Dani Vivian regresó de su cesión en el Mirandés con la firme intención de hacerse con un hueco en los planes de Marcelino. Poco le importa que su posición sea la mejor cubierta de la plantilla con Íñigo MartínezYeray Álvarez y Unai Núñez como competencia. El vitoriano ha ofrecido una gran imagen en los amistosos disputados hasta el momento y sigue llamando con fuerza a la puerta del técnico asturiano. En esos tres choques acertó el 93% (70/75) de sus pases, ganó el 92% (11/12) de sus duelos, el 100% (3/3) de sus disputas aéreas, recuperó cinco balones por partido e interceptó 12 pases. Además, se estrenó en el apartado goleador anotando el 2-0 frente al Borussia Dortmund. Todo ello en 135 minutos.

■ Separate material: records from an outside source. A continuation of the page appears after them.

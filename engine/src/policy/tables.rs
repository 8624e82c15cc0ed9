//! Authoritative in-memory learning tables.
//!
//! One `DashMap` row per state key. Mutations go through the row's entry
//! lock, so at most one writer touches a given key's values at a time while
//! distinct keys update in parallel.

use dashmap::DashMap;
use serde::{Deserialize, Serialize};
use shared_types::{Tactic, POLICY_CATALOGUE};
use std::collections::BTreeMap;

#[derive(Debug, Clone, Copy, Default, PartialEq, Eq, Serialize, Deserialize)]
pub struct BanditCounts {
    pub successes: u64,
    pub failures: u64,
}

impl BanditCounts {
    pub fn alpha(&self) -> f64 {
        1.0 + self.successes as f64
    }

    pub fn beta(&self) -> f64 {
        1.0 + self.failures as f64
    }
}

/// Serializable copy of both tables.
#[derive(Debug, Clone, Default, PartialEq, Serialize, Deserialize)]
#[serde(default)]
pub struct LearningSnapshot {
    pub q_table: BTreeMap<String, BTreeMap<Tactic, f64>>,
    pub bandit_stats: BTreeMap<String, BTreeMap<Tactic, BanditCounts>>,
}

type QRow = BTreeMap<Tactic, f64>;
type BanditRow = BTreeMap<Tactic, BanditCounts>;

#[derive(Debug, Default)]
pub struct LearningTables {
    q: DashMap<String, QRow>,
    bandit: DashMap<String, BanditRow>,
}

fn zero_row() -> QRow {
    POLICY_CATALOGUE.iter().map(|t| (*t, 0.0)).collect()
}

impl LearningTables {
    pub fn new() -> Self {
        Self::default()
    }

    pub fn from_snapshot(snapshot: LearningSnapshot) -> Self {
        let tables = Self::new();
        for (key, row) in snapshot.q_table {
            let mut full = zero_row();
            full.extend(row.into_iter().filter(|(t, v)| t.is_learnable() && v.is_finite()));
            tables.q.insert(key, full);
        }
        for (key, row) in snapshot.bandit_stats {
            let row: BanditRow = row.into_iter().filter(|(t, _)| t.is_learnable()).collect();
            tables.bandit.insert(key, row);
        }
        tables
    }

    pub fn snapshot(&self) -> LearningSnapshot {
        LearningSnapshot {
            q_table: self
                .q
                .iter()
                .map(|e| (e.key().clone(), e.value().clone()))
                .collect(),
            bandit_stats: self
                .bandit
                .iter()
                .map(|e| (e.key().clone(), e.value().clone()))
                .collect(),
        }
    }

    /// Q-values for every catalogue action; unseen keys read as zero.
    pub fn q_row(&self, state_key: &str) -> QRow {
        self.q
            .get(state_key)
            .map(|row| row.value().clone())
            .unwrap_or_else(zero_row)
    }

    pub fn q_value(&self, state_key: &str, action: Tactic) -> f64 {
        self.q
            .get(state_key)
            .and_then(|row| row.get(&action).copied())
            .unwrap_or(0.0)
    }

    pub fn max_q(&self, state_key: &str) -> f64 {
        self.q_row(state_key)
            .values()
            .copied()
            .fold(f64::NEG_INFINITY, f64::max)
    }

    /// Apply `update` to one Q-value under the row's exclusive lock.
    pub fn update_q_with<F>(&self, state_key: &str, action: Tactic, update: F) -> f64
    where
        F: FnOnce(f64) -> f64,
    {
        let mut row = self
            .q
            .entry(state_key.to_string())
            .or_insert_with(zero_row);
        let slot = row.entry(action).or_insert(0.0);
        *slot = update(*slot);
        *slot
    }

    pub fn bandit_counts(&self, state_key: &str, action: Tactic) -> BanditCounts {
        self.bandit
            .get(state_key)
            .and_then(|row| row.get(&action).copied())
            .unwrap_or_default()
    }

    pub fn bandit_row(&self, state_key: &str) -> BanditRow {
        let stored = self
            .bandit
            .get(state_key)
            .map(|row| row.value().clone())
            .unwrap_or_default();
        POLICY_CATALOGUE
            .iter()
            .map(|t| (*t, stored.get(t).copied().unwrap_or_default()))
            .collect()
    }

    pub fn record_outcome(&self, state_key: &str, action: Tactic, success: bool) -> BanditCounts {
        let mut row = self.bandit.entry(state_key.to_string()).or_default();
        let counts = row.entry(action).or_default();
        if success {
            counts.successes += 1;
        } else {
            counts.failures += 1;
        }
        *counts
    }

    /// Overwrite one counter pair, used when replaying durable feedback.
    pub fn set_counts(&self, state_key: &str, action: Tactic, counts: BanditCounts) {
        self.bandit
            .entry(state_key.to_string())
            .or_default()
            .insert(action, counts);
    }

    pub fn state_keys(&self) -> usize {
        self.q.len().max(self.bandit.len())
    }
}

#[cfg(test)]
mod tests {
    use super::*;

    #[test]
    fn test_unseen_key_reads_zero_for_every_action() {
        let tables = LearningTables::new();
        let row = tables.q_row("EARLY_LOW_GENERIC");
        assert_eq!(row.len(), POLICY_CATALOGUE.len());
        assert!(row.values().all(|v| *v == 0.0));
        assert_eq!(tables.max_q("EARLY_LOW_GENERIC"), 0.0);
    }

    #[test]
    fn test_snapshot_drops_override_tactics() {
        let mut snapshot = LearningSnapshot::default();
        snapshot.q_table.insert(
            "K".into(),
            [(Tactic::FastReflex, 3.0), (Tactic::BaitForIntel, 1.5)]
                .into_iter()
                .collect(),
        );
        let tables = LearningTables::from_snapshot(snapshot);
        let row = tables.q_row("K");
        assert!(!row.contains_key(&Tactic::FastReflex));
        assert_eq!(row[&Tactic::BaitForIntel], 1.5);
    }

    #[test]
    fn test_record_outcome_counts() {
        let tables = LearningTables::new();
        tables.record_outcome("K", Tactic::NormalChat, true);
        tables.record_outcome("K", Tactic::NormalChat, false);
        let counts = tables.record_outcome("K", Tactic::NormalChat, true);
        assert_eq!(counts, BanditCounts { successes: 2, failures: 1 });
        assert_eq!(tables.bandit_counts("K", Tactic::StallConfusion), BanditCounts::default());
    }
}
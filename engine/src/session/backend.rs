//! Durable session store boundary.

use async_trait::async_trait;
use dashmap::DashMap;
use shared_types::SessionRecord;
use std::sync::Arc;

use super::merge::{merge_records, MergeOutcome};
use crate::error::EngineError;

pub type SharedSessionBackend = Arc<dyn SessionBackend>;

/// Result of a merge-put.
#[derive(Debug, Clone, Copy, PartialEq, Eq)]
pub enum PutOutcome {
    Written,
    SkippedStale,
}

#[async_trait]
pub trait SessionBackend: Send + Sync {
    /// Stored record, `None` when unseen. Unreadable records surface as
    /// [`EngineError::CorruptPersistedState`].
    async fn get(&self, session_id: &str) -> Result<Option<SessionRecord>, EngineError>;

    /// Merge `record` into whatever is stored and write the result atomically.
    async fn merge_put(&self, record: &SessionRecord) -> Result<PutOutcome, EngineError>;

    fn name(&self) -> &'static str;
}

/// Process-local backend for tests and ephemeral deployments.
#[derive(Debug, Default)]
pub struct MemorySessionBackend {
    records: DashMap<String, SessionRecord>,
}

impl MemorySessionBackend {
    pub fn new() -> Self {
        Self::default()
    }

    pub fn len(&self) -> usize {
        self.records.len()
    }

    pub fn is_empty(&self) -> bool {
        self.records.is_empty()
    }
}

#[async_trait]
impl SessionBackend for MemorySessionBackend {
    async fn get(&self, session_id: &str) -> Result<Option<SessionRecord>, EngineError> {
        Ok(self.records.get(session_id).map(|r| r.value().clone()))
    }

    async fn merge_put(&self, record: &SessionRecord) -> Result<PutOutcome, EngineError> {
        let mut entry = self
            .records
            .entry(record.session_id.clone())
            .or_insert_with(|| record.clone());
        match merge_records(Some(entry.value()), record) {
            MergeOutcome::Merged(merged) => {
                *entry.value_mut() = merged;
                Ok(PutOutcome::Written)
            }
            MergeOutcome::Stale => Ok(PutOutcome::SkippedStale),
        }
    }

    fn name(&self) -> &'static str {
        "memory"
    }
}
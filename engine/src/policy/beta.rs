//! Beta sampling for Thompson selection.
//!
//! Beta(a, b) = X / (X + Y) with X ~ Gamma(a), Y ~ Gamma(b). Gamma draws use
//! Marsaglia-Tsang; the shape < 1 case boosts through Gamma(a + 1).

use rand::Rng;

fn standard_normal<R: Rng + ?Sized>(rng: &mut R) -> f64 {
    // Box-Muller; 1 - u keeps the log argument in (0, 1].
    let u1: f64 = 1.0 - rng.random::<f64>();
    let u2: f64 = rng.random::<f64>();
    (-2.0 * u1.ln()).sqrt() * (std::f64::consts::TAU * u2).cos()
}

pub fn sample_gamma<R: Rng + ?Sized>(rng: &mut R, shape: f64) -> f64 {
    if shape < 1.0 {
        let u: f64 = 1.0 - rng.random::<f64>();
        return sample_gamma(rng, shape + 1.0) * u.powf(1.0 / shape);
    }

    let d = shape - 1.0 / 3.0;
    let c = 1.0 / (9.0 * d).sqrt();
    loop {
        let x = standard_normal(rng);
        let v = 1.0 + c * x;
        if v <= 0.0 {
            continue;
        }
        let v = v * v * v;
        let u: f64 = 1.0 - rng.random::<f64>();
        if u < 1.0 - 0.0331 * x.powi(4) || u.ln() < 0.5 * x * x + d * (1.0 - v + v.ln()) {
            return d * v;
        }
    }
}

pub fn sample_beta<R: Rng + ?Sized>(rng: &mut R, alpha: f64, beta: f64) -> f64 {
    let x = sample_gamma(rng, alpha.max(f64::MIN_POSITIVE));
    let y = sample_gamma(rng, beta.max(f64::MIN_POSITIVE));
    if x + y <= 0.0 {
        0.5
    } else {
        x / (x + y)
    }
}

#[cfg(test)]
mod tests {
    use super::*;
    use rand::rngs::StdRng;
    use rand::SeedableRng;

    #[test]
    fn test_beta_samples_in_unit_interval_with_expected_mean() {
        let mut rng = StdRng::seed_from_u64(7);
        let n = 20_000;
        let mut total = 0.0;
        for _ in 0..n {
            let s = sample_beta(&mut rng, 9.0, 3.0);
            assert!((0.0..=1.0).contains(&s));
            total += s;
        }
        let mean = total / n as f64;
        assert!((mean - 0.75).abs() < 0.01, "mean was {mean}");
    }

    #[test]
    fn test_gamma_small_shape_is_positive() {
        let mut rng = StdRng::seed_from_u64(11);
        for _ in 0..1000 {
            assert!(sample_gamma(&mut rng, 0.3) >= 0.0);
        }
    }
}
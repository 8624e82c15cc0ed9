//! End-to-end turn handling through `DecoyEngine`

use async_trait::async_trait;
use chrono::Utc;
use shared_types::{
    ExtractedIntel, IntelCategory, SelectionPath, SessionRecord, Tactic, TurnRequest,
};
use std::sync::atomic::{AtomicUsize, Ordering};
use std::sync::Arc;
use std::time::Duration;

use decoy_engine::collaborators::{
    AdjudicationRequest, Adjudicator, Collaborators, Extractor, Proposal, ProposalError, Renderer,
    Situation, TextGenerator, TracingAuditSink, Verifier,
};
use decoy_engine::config::PolicyMode;
use decoy_engine::error::EngineError;
use decoy_engine::payoff::PayoffModel;
use decoy_engine::pipeline::{Orchestrator, PipelineSettings};
use decoy_engine::policy::TacticPolicy;
use decoy_engine::session::{
    MemorySessionBackend, SessionBackend, SessionStore, SessionStoreLimits,
};
use decoy_engine::DecoyEngine;

// ============================================================================
// Collaborator doubles
// ============================================================================

#[derive(Default)]
struct Broken;

#[async_trait]
impl Extractor for Broken {
    async fn extract(&self, _text: &str) -> Result<ExtractedIntel, EngineError> {
        Err(EngineError::CollaboratorError {
            collaborator: "extractor",
            message: "connection refused".into(),
        })
    }
    fn name(&self) -> &'static str {
        "broken"
    }
}

#[async_trait]
impl Verifier for Broken {
    async fn verify(
        &self,
        _candidates: &ExtractedIntel,
        _context: &str,
    ) -> Result<ExtractedIntel, EngineError> {
        Err(EngineError::CollaboratorError {
            collaborator: "verifier",
            message: "connection refused".into(),
        })
    }
    fn name(&self) -> &'static str {
        "broken"
    }
}

#[async_trait]
impl TextGenerator for Broken {
    async fn propose(&self, _situation: &Situation) -> Result<Proposal, ProposalError> {
        Err(ProposalError::Unparsable("<html>502</html>".into()))
    }
    fn name(&self) -> &'static str {
        "broken"
    }
}

#[async_trait]
impl Renderer for Broken {
    async fn render(&self, _draft: &str, _persona: &str) -> Result<String, EngineError> {
        Err(EngineError::CollaboratorError {
            collaborator: "renderer",
            message: "connection refused".into(),
        })
    }
    fn name(&self) -> &'static str {
        "broken"
    }
}

#[async_trait]
impl Adjudicator for Broken {
    async fn adjudicate(&self, _request: &AdjudicationRequest) -> Result<String, EngineError> {
        Err(EngineError::CollaboratorError {
            collaborator: "adjudicator",
            message: "connection refused".into(),
        })
    }
    fn name(&self) -> &'static str {
        "broken"
    }
}

/// Sleeps far past any timeout the tests configure.
struct Stuck;

const STUCK_FOR: Duration = Duration::from_secs(30);

#[async_trait]
impl TextGenerator for Stuck {
    async fn propose(&self, _situation: &Situation) -> Result<Proposal, ProposalError> {
        tokio::time::sleep(STUCK_FOR).await;
        Err(ProposalError::Timeout)
    }
    fn name(&self) -> &'static str {
        "stuck"
    }
}

#[async_trait]
impl Renderer for Stuck {
    async fn render(&self, draft: &str, _persona: &str) -> Result<String, EngineError> {
        tokio::time::sleep(STUCK_FOR).await;
        Ok(draft.to_string())
    }
    fn name(&self) -> &'static str {
        "stuck"
    }
}

#[async_trait]
impl Adjudicator for Stuck {
    async fn adjudicate(&self, _request: &AdjudicationRequest) -> Result<String, EngineError> {
        tokio::time::sleep(STUCK_FOR).await;
        Ok("APPROVED".into())
    }
    fn name(&self) -> &'static str {
        "stuck"
    }
}
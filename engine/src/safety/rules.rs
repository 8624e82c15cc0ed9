//! Static content rules applied to outbound drafts.

use once_cell::sync::Lazy;
use regex::Regex;

/// Literal phrases a draft must never contain: real-credential disclosure,
/// prompt leakage, or admitting to being automated.
pub const FORBIDDEN_PHRASES: &[&str] = &[
    "real money",
    "my actual bank",
    "actual password",
    "password is",
    "otp is 123456",
    "here is my aadhaar",
    "system prompt",
    "you are an ai",
    "i am an ai",
    "i'm an ai",
    "i'm a bot",
    "i am a bot",
    "language model",
    "langchain",
];

const VIOLENT_WORDS: &[&str] = &["kill", "die", "bomb", "terrorist", "suicide", "rape"];

const IMPERSONATION_PHRASES: &[&str] = &[
    "i am police",
    "i am from police",
    "i am cbi",
    "i am from cbi",
    "i am a police officer",
    "this is the cyber cell",
];

const HATE_TERMS: &[&str] = &["your caste", "your religion", "low caste"];

static VIOLENT_RE: Lazy<Regex> = Lazy::new(|| {
    let alternation = VIOLENT_WORDS.join("|");
    Regex::new(&format!(r"(?i)\b(?:{alternation})\b")).expect("static pattern")
});

#[derive(Debug, Clone, PartialEq, Eq)]
pub struct RuleViolation {
    pub rule: &'static str,
    pub detail: String,
}

impl std::fmt::Display for RuleViolation {
    fn fmt(&self, f: &mut std::fmt::Formatter<'_>) -> std::fmt::Result {
        write!(f, "{}: {}", self.rule, self.detail)
    }
}

pub fn forbidden_phrase(text: &str) -> Option<&'static str> {
    let lower = text.to_lowercase();
    FORBIDDEN_PHRASES
        .iter()
        .copied()
        .find(|phrase| lower.contains(phrase))
}

/// First rule the draft breaks, if any.
pub fn check_draft(text: &str) -> Option<RuleViolation> {
    if let Some(phrase) = forbidden_phrase(text) {
        return Some(RuleViolation {
            rule: "forbidden_phrase",
            detail: phrase.to_string(),
        });
    }
    if let Some(found) = VIOLENT_RE.find(text) {
        return Some(RuleViolation {
            rule: "violent_language",
            detail: found.as_str().to_lowercase(),
        });
    }
    let lower = text.to_lowercase();
    if let Some(phrase) = IMPERSONATION_PHRASES.iter().find(|p| lower.contains(*p)) {
        return Some(RuleViolation {
            rule: "impersonation",
            detail: phrase.to_string(),
        });
    }
    if let Some(term) = HATE_TERMS.iter().find(|p| lower.contains(*p)) {
        return Some(RuleViolation {
            rule: "hateful_content",
            detail: term.to_string(),
        });
    }
    None
}

#[cfg(test)]
mod tests {
    use super::*;

    #[test]
    fn test_clean_draft_passes() {
        assert_eq!(check_draft("Sir which button do I press, the blue one?"), None);
    }

    #[test]
    fn test_violations_are_named() {
        assert_eq!(
            check_draft("ok my PASSWORD IS hunter2").map(|v| v.rule),
            Some("forbidden_phrase")
        );
        assert_eq!(
            check_draft("I will kill this phone").map(|v| v.rule),
            Some("violent_language")
        );
        assert_eq!(
            check_draft("beta, I am police also").map(|v| v.rule),
            Some("impersonation")
        );
    }

    #[test]
    fn test_violent_words_match_whole_words_only() {
        assert_eq!(check_draft("The diet plan is skilled work"), None);
    }
}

Se trata de un central joven (22 años) de mucha personalidad y grandes condiciones físicas y tácticas. Sabe manejarse bajo presión cuando tiene el balón y no suele arriesgar en esas situaciones. Eso no quita que sepa encontrar ventajas con sus pases, teniendo a buscar a los compañeros más alejados por balones largos al pie o a la carrera de estos. Aunque en este sentido tampoco supone una gran mejoría para el camiseta Athletic Bilbao tailandia, puesto que su promedio de 40/48 pases acertados cada 90 minutos es muy similar al de Íñigo Martínez (42/48 cada 90 minutos), Yeray y Unai Núñez (ambos con 41/47 cada 90 minutos).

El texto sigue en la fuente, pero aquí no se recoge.